Quel retour pour les parents ! Ce fut une scène dont les tragédies antiques, elles-mêmes, n'ont pas égalé l'horreur. Marthe mourut le jour même, du saisissement et de la honte qu'elle avait eus. Marie entra dans un couvent et vivait il y a quelques années encore ; car, son existence étant à jamais brisée, l'ironique pitié de Dieu lui devait bien de la prolonger au delà des bornes communes.

Quant au comte Pierre, une fois l'aînée de ses enfants dans la tombe et l'autre dans le cloître, le cœur gros de blasphèmes, révolté contre le ciel, il sortit de la maison maudite, avec tout ce qui lui restait des siens, et, fermant la porte derrière lui, il déclara que sa volonté expresse était que personne n'y rentrât jamais.

Il en fut ainsi jusqu'à sa mort et, par une délicatesse d'âme que lui rend d'ailleurs plus facile une immense fortune, le neveu qui hérita de ses biens voulut que son désir continuât d'être respecté. C'est un de mes amis et, à moi, seulement, il a donné une clef de ce domaine abandonné, afin que j'y puisse exercer quelque surveillance et m'assurer qu'il ne devient pas un repaire de vagabonds.

Ici finit l'histoire de mon ami Philippe.



IV



Durant qu'il l'achevait, je contemplais ce paysage étrange, perdu dans une rêverie dont je n'étais plus le maître.

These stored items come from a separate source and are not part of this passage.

#[cfg(test)]
mod tests {
    use std::sync::Arc;
    use std::time::Duration;

    use async_trait::async_trait;
    use futures::StreamExt;
    use grove_kv::Command;
    use grove_kv::ConnectionFactory;
    use grove_kv::InMemoryStore;
    use grove_kv::Reply;
    use grove_kv::StoreError;

    use super::*;
    use crate::config::PoolConfig;
    use crate::events::EventKind;

    fn registry(store: &Arc<InMemoryStore>) -> ServiceRegistry {
        let pool = ConnectionPool::new(store.clone(), PoolConfig::default()).unwrap();
        ServiceRegistry::new(pool, RegistryConfig::default()).unwrap()
    }

    /// Another process's action that lands just before a command.
    #[derive(Clone, Copy)]
    enum Interleave {
        /// Deregister the instance right before its conditional heartbeat write.
        DeregisterBeforeRefresh,
        /// Drop the connection while the membership entry is being written.
        FailMembershipWrite,
    }

    struct InterleavingStore {
        store: Arc<InMemoryStore>,
        interleave: Interleave,
    }

    struct InterleavingConnection {
        inner: Box<dyn StoreConnection>,
        store: Arc<InMemoryStore>,
        interleave: Interleave,
    }

    #[async_trait]
    impl ConnectionFactory for InterleavingStore {
        async fn connect(&self) -> Result<Box<dyn StoreConnection>, StoreError> {
            Ok(Box::new(InterleavingConnection {
                inner: self.store.connect().await?,
                store: self.store.clone(),
                interleave: self.interleave,
            }))
        }
    }

    #[async_trait]
    impl StoreConnection for InterleavingConnection {
        async fn execute(&mut self, command: Command) -> Result<Reply, StoreError> {
            match (self.interleave, &command) {
                (Interleave::DeregisterBeforeRefresh, Command::HashSetIfExists { key, .. }) => {
                    let mut other = self.store.connect().await?;
                    let fields = other.hash_get_all(key).await?;
                    other.delete(key).await?;
                    if let (Some(name), Some(id)) = (fields.get("name"), fields.get("instance_id")) {
                        other.set_remove(&members_key(name), id).await?;
                    }
                }
                (Interleave::FailMembershipWrite, Command::SetAdd { .. }) => {
                    return Err(StoreError::CommandFailed {
                        command: command.name().to_string(),
                        reason: "connection reset by peer".to_string(),
                    });
                }
                _ => {}
            }
            self.inner.execute(command).await
        }

        async fn close(&mut self) -> Result<(), StoreError> {
            self.inner.close().await
        }
    }

    fn interleaving_registry(store: &Arc<InMemoryStore>, interleave: Interleave) -> ServiceRegistry {
        let factory = InterleavingStore {
            store: store.clone(),
            interleave,
        };
        let pool = ConnectionPool::new(Arc::new(factory), PoolConfig::default()).unwrap();
        ServiceRegistry::new(pool, RegistryConfig {
            heartbeat_interval_ms: 20,
            service_ttl_ms: 1_000,
        })
        .unwrap()
    }

    #[tokio::test]
    async fn test_heartbeat_racing_deregister_does_not_resurrect_record() {
        let store = InMemoryStore::new();
        let id = registry(&store)
            .register(ServiceDescriptor::new("gateway", "1.0.0", "10.0.0.5", 8080))
            .await
            .unwrap();
        assert_eq!(store.key_count(), 2);

        let racing = interleaving_registry(&store, Interleave::DeregisterBeforeRefresh);
        assert!(!racing.heartbeat(&id).await.unwrap());
        assert!(!racing.heartbeat(&id).await.unwrap());
        assert!(racing.get_service(&id).await.unwrap().is_none());
        assert_eq!(store.key_count(), 0);
    }

    #[tokio::test]
    async fn test_heartbeat_task_stops_when_deregistered_mid_refresh() {
        let store = InMemoryStore::new();
        let id = registry(&store)
            .register(ServiceDescriptor::new("gateway", "1.0.0", "10.0.0.5", 8080))
            .await
            .unwrap();

        let racing = interleaving_registry(&store, Interleave::DeregisterBeforeRefresh);
        let handle = racing.start_heartbeat(id.clone());
        tokio::time::timeout(Duration::from_secs(2), async {
            while !handle.is_finished() {
                tokio::time::sleep(Duration::from_millis(5)).await;
            }
        })
        .await
        .expect("heartbeat loop kept running after deregister");
        assert_eq!(store.key_count(), 0);
    }

    #[tokio::test]
    async fn test_failed_membership_write_removes_record() {
        let store = InMemoryStore::new();
        let registry = interleaving_registry(&store, Interleave::FailMembershipWrite);

        let result = registry.register(ServiceDescriptor::new("gateway", "1.0.0", "10.0.0.5", 8080)).await;
        assert!(matches!(result, Err(CoordinationError::Store { .. })));
        assert_eq!(store.key_count(), 0);
        assert!(registry.list_services().await.unwrap().is_empty());
    }

    #[tokio::test]
    async fn test_record_ttl_follows_config() {
        let store = InMemoryStore::new();
        let pool = ConnectionPool::new(store.clone(), PoolConfig::default()).unwrap();
        let config = RegistryConfig {
            heartbeat_interval_ms: 500,
            service_ttl_ms: 2_500,
        };
        let registry = ServiceRegistry::new(pool, config.clone()).unwrap();

        let id = registry.register(ServiceDescriptor::new("worker", "1", "h", 9000)).await.unwrap();
        let record = registry.get_service(&id).await.unwrap().unwrap();
        assert_eq!(record.ttl_ms, duration_to_ms(config.service_ttl()));
        assert_eq!(record.ttl_ms, 2_500);
    }

    #[tokio::test]
    async fn test_register_get_deregister() {
        let store = InMemoryStore::new();
        let events = CoordinationEvents::new();
        let mut registered = events.subscribe(EventKind::ServiceRegistered);
        let mut deregistered = events.subscribe(EventKind::ServiceDeregistered);
        let registry = registry(&store).with_events(events);

        let id = registry
            .register(ServiceDescriptor::new("gateway", "1.0.0", "10.0.0.5", 8080))
            .await
            .unwrap();
        assert!(id.starts_with("gateway-"));

        let record = registry.get_service(&id).await.unwrap().unwrap();
        assert_eq!(record.name, "gateway");
        assert_eq!(record.status, ServiceStatus::Healthy);
        assert_eq!(record.ttl_ms, RegistryConfig::default().service_ttl_ms);
        assert_eq!(record.registered_at_ms, record.last_heartbeat_ms);
        assert_eq!(registry.list_services().await.unwrap(), vec!["gateway".to_string()]);

        assert!(registry.deregister(&id).await.unwrap());
        assert!(registry.get_service(&id).await.unwrap().is_none());
        assert!(!registry.deregister(&id).await.unwrap());
        assert!(registry.list_services().await.unwrap().is_empty());

        let event = registered.next().await.unwrap();
        assert_eq!(event.payload, EventPayload::ServiceRegistered {
            name: "gateway".into(),
            instance_id: id.clone(),
        });
        let event = deregistered.next().await.unwrap();
        assert_eq!(event.payload, EventPayload::ServiceDeregistered {
            name: "gateway".into(),
            instance_id: id,
        });
    }

    #[tokio::test]
    async fn test_invalid_descriptor_is_rejected() {
        let store = InMemoryStore::new();
        let registry = registry(&store);
        let result = registry.register(ServiceDescriptor::new("gateway", "1", "h", 0)).await;
        assert!(matches!(result, Err(CoordinationError::InvalidArgument { .. })));
        assert_eq!(store.key_count(), 0);
    }

    #[tokio::test]
    async fn test_heartbeat_unknown_instance() {
        let store = InMemoryStore::new();
        let registry = registry(&store);
        assert!(!registry.heartbeat("ghost").await.unwrap());
        assert_eq!(store.key_count(), 0);
    }

    #[tokio::test]
    async fn test_heartbeat_advances_timestamp_and_keeps_status() {
        let store = InMemoryStore::new();
        let registry = registry(&store);
        let id = registry.register(ServiceDescriptor::new("worker", "2", "h", 9000)).await.unwrap();
        let before = registry.get_service(&id).await.unwrap().unwrap();

        assert!(registry.update_status(&id, ServiceStatus::Draining).await.unwrap());
        tokio::time::sleep(std::time::Duration::from_millis(5)).await;
        assert!(registry.heartbeat(&id).await.unwrap());

        let after = registry.get_service(&id).await.unwrap().unwrap();
        assert!(after.last_heartbeat_ms > before.last_heartbeat_ms);
        assert_eq!(after.status, ServiceStatus::Draining);
        assert_eq!(after.registered_at_ms, before.registered_at_ms);
    }

    #[tokio::test]
    async fn test_update_status_rejects_stale() {
        let store = InMemoryStore::new();
        let registry = registry(&store);
        let id = registry.register(ServiceDescriptor::new("worker", "2", "h", 9000)).await.unwrap();
        assert!(registry.update_status(&id, ServiceStatus::Stale).await.is_err());
        assert!(!registry.update_status("ghost", ServiceStatus::Healthy).await.unwrap());
    }

    #[tokio::test]
    async fn test_invalid_config_rejected() {
        let store = InMemoryStore::new();
        let pool = ConnectionPool::new(store.clone(), PoolConfig::default()).unwrap();
        let config = RegistryConfig {
            heartbeat_interval_ms: 5_000,
            service_ttl_ms: 5_000,
        };
        assert!(ServiceRegistry::new(pool, config).is_err());
    }
}
//! Command and reply types for the backing store.
//!
//! Every primitive the coordination layer needs from its store is one variant
//! of [`Command`]. Backends map each variant onto their native operation; the
//! conditional variants must stay atomic on every backend.

use std::collections::BTreeMap;
use std::fmt;

use serde::Deserialize;
use serde::Serialize;

/// A single command against the backing store.
#[derive(Debug, Clone, Serialize, Deserialize, PartialEq, Eq)]
pub enum Command {
    /// Create `key` with `value` only if it does not exist, expiring after `ttl_ms`.
    SetIfAbsent { key: String, value: String, ttl_ms: u64 },
    /// Delete `key` only if its stored value equals `expected`.
    CompareAndDelete { key: String, expected: String },
    /// Reset the expiry of `key` to `ttl_ms` only if its stored value equals `expected`.
    CompareAndExpire { key: String, expected: String, ttl_ms: u64 },
    /// Read a string value.
    Get { key: String },
    /// Delete a key of any type.
    Delete { key: String },
    /// Check whether a key exists.
    Exists { key: String },
    /// Query the remaining time-to-live of a key.
    Ttl { key: String },
    /// Set one or more hash fields.
    HashSet { key: String, fields: Vec<(String, String)> },
    /// Set hash fields only if the hash already exists. Never creates the key.
    HashSetIfExists { key: String, fields: Vec<(String, String)> },
    /// Read every field of a hash.
    HashGetAll { key: String },
    /// Add a member to a set.
    SetAdd { key: String, member: String },
    /// Remove a member from a set.
    SetRemove { key: String, member: String },
    /// List the members of a set.
    SetMembers { key: String },
    /// Enumerate keys starting with `prefix`.
    ScanPrefix { prefix: String },
    /// Liveness probe.
    Ping,
}

impl Command {
    /// Short command name for logs and error messages.
    pub fn name(&self) -> &'static str {
        match self {
            Command::SetIfAbsent { .. } => "set_if_absent",
            Command::CompareAndDelete { .. } => "compare_and_delete",
            Command::CompareAndExpire { .. } => "compare_and_expire",
            Command::Get { .. } => "get",
            Command::Delete { .. } => "delete",
            Command::Exists { .. } => "exists",
            Command::Ttl { .. } => "ttl",
            Command::HashSet { .. } => "hash_set",
            Command::HashSetIfExists { .. } => "hash_set_if_exists",
            Command::HashGetAll { .. } => "hash_get_all",
            Command::SetAdd { .. } => "set_add",
            Command::SetRemove { .. } => "set_remove",
            Command::SetMembers { .. } => "set_members",
            Command::ScanPrefix { .. } => "scan_prefix",
            Command::Ping => "ping",
        }
    }

    /// The key (or prefix) the command targets, if any.
    pub fn key(&self) -> Option<&str> {
        match self {
            Command::SetIfAbsent { key, .. }
            | Command::CompareAndDelete { key, .. }
            | Command::CompareAndExpire { key, .. }
            | Command::Get { key }
            | Command::Delete { key }
            | Command::Exists { key }
            | Command::Ttl { key }
            | Command::HashSet { key, .. }
            | Command::HashSetIfExists { key, .. }
            | Command::HashGetAll { key }
            | Command::SetAdd { key, .. }
            | Command::SetRemove { key, .. }
            | Command::SetMembers { key } => Some(key),
            Command::ScanPrefix { prefix } => Some(prefix),
            Command::Ping => None,
        }
    }
}

/// Remaining lifetime of a key.
#[derive(Debug, Clone, Copy, Serialize, Deserialize, PartialEq, Eq)]
pub enum KeyTtl {
    /// The key does not exist (or has expired).
    Missing,
    /// The key exists without an expiry.
    Persistent,
    /// The key expires after this many milliseconds.
    Expires(u64),
}

/// Reply to a [`Command`].
#[derive(Debug, Clone, Serialize, Deserialize, PartialEq, Eq)]
pub enum Reply {
    Ok,
    Bool(bool),
    Value(Option<String>),
    Ttl(KeyTtl),
    Hash(BTreeMap<String, String>),
    Members(Vec<String>),
    Keys(Vec<String>),
    Pong,
}

impl fmt::Display for Reply {
    fn fmt(&self, f: &mut fmt::Formatter<'_>) -> fmt::Result {
        match self {
            Reply::Ok => write!(f, "ok"),
            Reply::Bool(b) => write!(f, "bool({b})"),
            Reply::Value(v) => write!(f, "value({})", if v.is_some() { "some" } else { "none" }),
            Reply::Ttl(ttl) => write!(f, "ttl({ttl:?})"),
            Reply::Hash(h) => write!(f, "hash({} fields)", h.len()),
            Reply::Members(m) => write!(f, "members({})", m.len()),
            Reply::Keys(k) => write!(f, "keys({})", k.len()),
            Reply::Pong => write!(f, "pong"),
        }
    }
}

Je me soûlais de sa beauté profonde, et cette vie débordante des choses et des êtres, cette orgie des plantes dans la lumière et des bêtes dans la liberté m'apparaissait comme une fin sublime des destinées terrestres. Je me disais que, pareil à ce bouvier infâme dont le hideux amour tuait les vierges, l'homme, en se ruant sur la nature, avait violé l'immortelle beauté. Je me disais encore que, pour renaître dans l'épanouissement robuste de sa grandeur, elle attendait peut-être que, comme ce monstre justicier de soi-même, il la délivrât en disparaissant à tout jamais. Puis, je trouvais, qu'asservie à ce tyran, elle était semblable à la belle fille dont les charmes profanés s'étaient lentement flétris sous l'austérité de la règle et dans la rigueur du sacrifice.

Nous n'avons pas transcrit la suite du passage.